Déréférencement de données personnelles et procédures pénales : quand la CNIL doit faire droit à la demande

Dans un arrêt du 20 avril 2023 le Conseil d’Etat rappelle que la CNIL doit faire droit à la demande déréférencement des données personnelles relatives à des procédures pénales, sauf à ce que l’information soit strictement nécessaire à l'information du public.

Jurisprudence 22 mai 2023

Dans un arrêt du 20 avril 2023 (n°463497), à mentionner aux tables du recueil Lebon, le Conseil d’Etat rappelle que la CNIL doit faire droit à la demande déréférencement s’agissant de données personnelles relatives à des procédures pénales, sauf à ce que l’information soit strictement nécessaire à l’information du public.

En l’espèce, le requérant a été condamné par le tribunal correctionnel, à 3 ans de prison dont 18 mois avec sursis, 2 ans de mise à l’épreuve et une interdiction de gérer une entreprise pendant 15 ans, pour des faits d’escroquerie, de banqueroute, de faux et usage de faux, d’abus de confiance et d’exécution de travail dissimulé.

Cette affaire a été relatée dans un journal, qui a repris le déroulement du procès ainsi que le contenu du jugement.

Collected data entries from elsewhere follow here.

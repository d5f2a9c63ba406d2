//! Configuration management for the seat plan.
//!
//! Loads configuration from environment variables with sensible defaults.

use serde::{Deserialize, Serialize};
use std::env;
use std::path::PathBuf;
use std::time::Duration;

/// Log filter used when neither `RUST_LOG` nor `SEATING_LOG_LEVEL` is set
pub const DEFAULT_LOG_FILTER: &str = "warn,bus_seating=info";

/// Application configuration loaded from environment variables.
#[derive(Debug, Clone, Serialize, Deserialize)]
pub struct Config {
    /// Reservation storage
    pub storage: StorageConfig,
    /// Engine behaviour
    pub engine: EngineConfig,
    /// Log filter used when `RUST_LOG` is unset
    pub log_level: String,
}

/// Storage configuration
#[derive(Debug, Clone, Serialize, Deserialize)]
pub struct StorageConfig {
    /// JSON document holding the reservations
    pub data_file: PathBuf,
}

/// Engine configuration
#[derive(Debug, Clone, Serialize, Deserialize)]
pub struct EngineConfig {
    /// How long a caller waits for a command's outcome, in seconds
    pub request_timeout_secs: u64,
}

impl Config {
    /// Load configuration from environment variables.
    ///
    /// | Variable | Default |
    /// |---|---|
    /// | `SEATING_DATA_FILE` | `bus-reservations.json` |
    /// | `SEATING_REQUEST_TIMEOUT_SECS` | `30` |
    /// | `SEATING_LOG_LEVEL` | `warn,bus_seating=info` |
    ///
    /// `RUST_LOG`, when set, still wins over `log_level`.
    #[must_use]
    pub fn from_env() -> Self {
        Self {
            storage: StorageConfig {
                data_file: env::var("SEATING_DATA_FILE")
                    .map_or_else(|_| PathBuf::from("bus-reservations.json"), PathBuf::from),
            },
            engine: EngineConfig {
                request_timeout_secs: env::var("SEATING_REQUEST_TIMEOUT_SECS")
                    .ok()
                    .and_then(|s| s.parse().ok())
                    .filter(|&secs| secs > 0)
                    .unwrap_or(30),
            },
            log_level: env::var("SEATING_LOG_LEVEL")
                .unwrap_or_else(|_| DEFAULT_LOG_FILTER.to_string()),
        }
    }

    /// Request timeout as a `Duration`
    #[must_use]
    pub const fn request_timeout(&self) -> Duration {
        Duration::from_secs(self.engine.request_timeout_secs)
    }
}

impl Default for Config {
    fn default() -> Self {
        Self {
            storage: StorageConfig {
                data_file: PathBuf::from("bus-reservations.json"),
            },
            engine: EngineConfig {
                request_timeout_secs: 30,
            },
            log_level: DEFAULT_LOG_FILTER.to_string(),
        }
    }
}
//! # Seat Plan Runtime
//!
//! Runtime implementation for the seat plan reducer architecture.
//!
//! This crate provides the Store runtime that coordinates reducer execution
//! and effect handling.
//!
//! ## Core Components
//!
//! - **Store**: The runtime that manages state and executes effects
//! - **Effect Executor**: Executes effect descriptions and feeds actions back to reducers
//! - **Event Loop**: Manages the action → reducer → effects → action feedback loop
//!
//! ## Example
//!
//! ```ignore
//! use seatplan_runtime::Store;
//!
//! let store = Store::new(initial_state, my_reducer, environment);
//!
//! // Send an action
//! store.send(Action::DoSomething).await.wait().await;
//!
//! // Read state
//! let value = store.state(|s| s.some_field).await;
//! ```

use futures::future::BoxFuture;
use seatplan_core::{effect::Effect, reducer::Reducer};
use std::sync::atomic::{AtomicUsize, Ordering};
use std::sync::Arc;
use std::time::Duration;
use tokio::sync::{Notify, RwLock};

/// Metric names and descriptions
pub mod metrics;

/// Error types for the Store runtime
pub mod error {
    use thiserror::Error;

    /// Errors that can occur during Store operations
    #[derive(Error, Debug, Clone, PartialEq, Eq)]
    pub enum StoreError {
        /// Timeout waiting for terminal action
        ///
        /// Returned by `send_and_wait_for` when the timeout expires before
        /// a matching action is received. The effect that would have produced
        /// it keeps running.
        #[error("Timeout waiting for action")]
        Timeout,

        /// Action broadcast channel closed
        #[error("Action broadcast channel closed")]
        ChannelClosed,
    }
}

pub use error::StoreError;

/// Handle for waiting on the effects spawned by one `send`
///
/// The handle completes once every effect produced directly by the action
/// has finished and its feedback action (if any) has been reduced. Effects
/// produced by that feedback action are not tracked.
#[derive(Clone)]
pub struct EffectHandle {
    pending: Arc<AtomicUsize>,
    notify: Arc<Notify>,
}

impl EffectHandle {
    fn new() -> Self {
        Self {
            pending: Arc::new(AtomicUsize::new(0)),
            notify: Arc::new(Notify::new()),
        }
    }

    /// Number of effects still running
    #[must_use]
    pub fn pending(&self) -> usize {
        self.pending.load(Ordering::Acquire)
    }

    /// Wait until all tracked effects have completed
    pub async fn wait(&self) {
        loop {
            let notified = self.notify.notified();
            if self.pending() == 0 {
                return;
            }
            notified.await;
        }
    }

    fn increment(&self) {
        self.pending.fetch_add(1, Ordering::AcqRel);
    }
}

impl std::fmt::Debug for EffectHandle {
    fn fmt(&self, f: &mut std::fmt::Formatter<'_>) -> std::fmt::Result {
        f.debug_struct("EffectHandle")
            .field("pending", &self.pending())
            .finish()
    }
}

/// Decrements the handle counter when an effect task ends, even on panic
struct DecrementGuard(EffectHandle);

impl Drop for DecrementGuard {
    fn drop(&mut self) {
        if self.0.pending.fetch_sub(1, Ordering::AcqRel) == 1 {
            self.0.notify.notify_waiters();
        }
    }
}

/// Store module - the runtime coordinator
pub mod store {
    use super::{
        Arc, BoxFuture, DecrementGuard, Duration, Effect, EffectHandle, Reducer, RwLock,
        StoreError,
    };
    use tokio::sync::broadcast;

    /// The Store - runtime coordinator for a reducer
    ///
    /// The Store manages:
    /// 1. State (behind `RwLock`, one writer at a time)
    /// 2. Reducer (business logic)
    /// 3. Environment (injected dependencies)
    /// 4. Effect execution (with feedback loop)
    ///
    /// Cloning a Store is cheap and yields another handle to the same state.
    pub struct Store<S, A, E, R>
    where
        R: Reducer<State = S, Action = A, Environment = E>,
    {
        state: Arc<RwLock<S>>,
        reducer: Arc<R>,
        environment: Arc<E>,
        /// Every action produced by an effect is broadcast here once it has
        /// been reduced, so a caller woken by its outcome reads settled state.
        action_broadcast: broadcast::Sender<A>,
    }

    impl<S, A, E, R> Clone for Store<S, A, E, R>
    where
        R: Reducer<State = S, Action = A, Environment = E>,
    {
        fn clone(&self) -> Self {
            Self {
                state: Arc::clone(&self.state),
                reducer: Arc::clone(&self.reducer),
                environment: Arc::clone(&self.environment),
                action_broadcast: self.action_broadcast.clone(),
            }
        }
    }

    impl<S, A, E, R> Store<S, A, E, R>
    where
        R: Reducer<State = S, Action = A, Environment = E> + Send + Sync + 'static,
        A: Send + Clone + 'static,
        S: Send + Sync + 'static,
        E: Send + Sync + 'static,
    {
        /// Create a new store with initial state, reducer, and environment
        ///
        /// The action broadcast keeps the last 16 feedback actions for slow
        /// observers; use [`Store::with_broadcast_capacity`] to change it.
        #[must_use]
        pub fn new(initial_state: S, reducer: R, environment: E) -> Self {
            Self::with_broadcast_capacity(initial_state, reducer, environment, 16)
        }

        /// Create a new store with a custom action broadcast capacity
        #[must_use]
        pub fn with_broadcast_capacity(
            initial_state: S,
            reducer: R,
            environment: E,
            capacity: usize,
        ) -> Self {
            let (action_broadcast, _) = broadcast::channel(capacity.max(1));

            Self {
                state: Arc::new(RwLock::new(initial_state)),
                reducer: Arc::new(reducer),
                environment: Arc::new(environment),
                action_broadcast,
            }
        }

        /// Send an action to the store
        ///
        /// Runs the reducer under the write lock, then spawns the returned
        /// effects. Returns a handle that completes when those effects finish.
        #[tracing::instrument(skip(self, action), name = "store_send")]
        pub async fn send(&self, action: A) -> EffectHandle {
            tracing::debug!("Processing action");
            metrics::counter!("store.commands.total").increment(1);

            let handle = EffectHandle::new();

            let effects = {
                let mut state = self.state.write().await;

                let span = tracing::debug_span!("reducer_execution");
                let _enter = span.enter();

                let start = std::time::Instant::now();
                let effects = self.reducer.reduce(&mut *state, action, &*self.environment);
                metrics::histogram!("store.reducer.duration_seconds")
                    .record(start.elapsed().as_secs_f64());

                tracing::trace!("Reducer completed, returned {} effects", effects.len());
                effects
            };

            for effect in effects {
                self.execute_effect(effect, &handle);
            }

            handle
        }

        /// Send an action and wait for a matching result action
        ///
        /// Subscribes to the action broadcast BEFORE sending, so an outcome
        /// produced immediately by an effect cannot be missed.
        ///
        /// # Errors
        ///
        /// - [`StoreError::Timeout`]: Timeout expired before matching action received
        /// - [`StoreError::ChannelClosed`]: Action broadcast channel closed
        pub async fn send_and_wait_for<F>(
            &self,
            action: A,
            predicate: F,
            timeout: Duration,
        ) -> Result<A, StoreError>
        where
            F: Fn(&A) -> bool,
        {
            let mut rx = self.action_broadcast.subscribe();

            self.send(action).await;

            tokio::time::timeout(timeout, async {
                loop {
                    match rx.recv().await {
                        Ok(action) if predicate(&action) => return Ok(action),
                        Ok(_) => {},
                        Err(broadcast::error::RecvError::Lagged(skipped)) => {
                            tracing::warn!(skipped, "Action observer lagged");
                        },
                        Err(broadcast::error::RecvError::Closed) => {
                            return Err(StoreError::ChannelClosed);
                        },
                    }
                }
            })
            .await
            .map_err(|_| StoreError::Timeout)?
        }

        /// Subscribe to all actions produced by effects
        #[must_use]
        pub fn subscribe_actions(&self) -> broadcast::Receiver<A> {
            self.action_broadcast.subscribe()
        }

        /// Read current state via a closure
        ///
        /// ```ignore
        /// let occupied = store.state(|s| s.reservations.len()).await;
        /// ```
        pub async fn state<F, T>(&self, f: F) -> T
        where
            F: FnOnce(&S) -> T,
        {
            let state = self.state.read().await;
            f(&*state)
        }

        fn execute_effect(&self, effect: Effect<A>, handle: &EffectHandle) {
            if effect.is_none() {
                metrics::counter!("store.effects.executed", "type" => "none").increment(1);
                return;
            }

            handle.increment();
            let guard = DecrementGuard(handle.clone());
            let store = self.clone();

            tokio::spawn(async move {
                let _guard = guard;
                store.drive(effect).await;
            });
        }

        /// Run an effect to completion, feeding produced actions back in
        fn drive(&self, effect: Effect<A>) -> BoxFuture<'static, ()> {
            let store = self.clone();
            Box::pin(async move {
                match effect {
                    Effect::None => {},
                    Effect::Future(fut) => {
                        metrics::counter!("store.effects.executed", "type" => "future")
                            .increment(1);
                        if let Some(action) = fut.await {
                            tracing::trace!("Effect::Future produced an action");
                            store.send(action.clone()).await;
                            let _ = store.action_broadcast.send(action);
                        }
                    },
                    Effect::Parallel(effects) => {
                        metrics::counter!("store.effects.executed", "type" => "parallel")
                            .increment(1);
                        let runs: Vec<_> = effects.into_iter().map(|e| store.drive(e)).collect();
                        futures::future::join_all(runs).await;
                    },
                    Effect::Sequential(effects) => {
                        metrics::counter!("store.effects.executed", "type" => "sequential")
                            .increment(1);
                        for effect in effects {
                            store.drive(effect).await;
                        }
                    },
                }
            })
        }
    }
}

pub use store::Store;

L’article est encore aujourd’hui en ligne sur le site internet du journal et est référencé par Google.

Toutefois, en appel la condamnation du requérant a été réduite à 2 ans de prison avec sursis, 2 ans de mise à l’épreuve et 10 ans d’interdiction de gérer une entreprise. Cette fois, le journal n’a relaté ni le procès ni le jugement.

Le requérant a adressé à la société Google une demande, qui ne pouvait qu’être rejetée car elle tendait non pas à la modification des résultats du moteur de recherche, mais à la suppression de l’article, ce qui ne relève pas des pouvoirs de Google.

Celui-ci a alors saisi la CNIL de ce refus, réclamant de nouveau la suppression de l’article par la société Google. Ainsi saisi, la CNIL a considéré la demande comme tendant en réalité au déréférencement des résultats concernant sa condamnation pénale, mais a finalement prononcé la clôture de cette réclamation.

Le Conseil d’Etat juge qu’il résulte de l’arrêt du 24 septembre 2019 rendu par la CJUE (C-136/17) que “lorsque des liens accessibles depuis un moteur de recherche mènent vers des pages web contenant des données à caractère personnel relatives à des procédures pénales visées à l’article 10 du RGPD, l’ingérence dans les droits fondamentaux au respect de la vie privée et à la protection des données à caractère personnel de la personne concernée est susceptible d’être particulièrement grave en raison de la sensibilité de ces données”.

Dès lors, “il appartient en principe à la CNIL, saisie d’une demande tendant à ce qu’elle mette l’exploitant d’un moteur de recherche en demeure de procéder au déréférencement de liens renvoyant vers de telles pages web, publiées par des tiers et contenant de telles données, de faire droit à cette demande.”

Il ne peut en aller autrement que “s’il apparaît, compte tenu du droit à la liberté d’information, que l’accès à une telle information à partir d’une recherche portant sur le nom de la personne concernée est strictement nécessaire à l’information du public”.

Pour apprécier s’il peut être ainsi fait échec au droit au déréférencement, la CNIL doit notamment tenir compte “d’une part, de la nature des données en cause, de leur contenu, de leur caractère plus ou moins objectif, de leur exactitude, de leur source, des conditions et de la date de leur mise en ligne et des répercussions que leur référencement est susceptible d’avoir pour la personne concernée et, d’autre part, de la notoriété de cette personne, de son rôle dans la vie publique et de sa fonction dans la société”.

Elle doit également prendre en compte “la possibilité d’accéder aux mêmes informations à partir d’une recherche portant sur des mots-clés ne mentionnant pas le nom de la personne concernée”.

En l’espèce, le caractère factuel de l’article, l’absence de notoriété particulière de l’intéressé, l’inexactitude de l’article au regard de la réduction de la condamnation du requérant en appel et l’impossibilité d’accéder à celui-ci autrement qu’avec le nom de l’intéressé font que l’article de presse litigieux ne peut être regardé comme strictement nécessaire à l’information du public.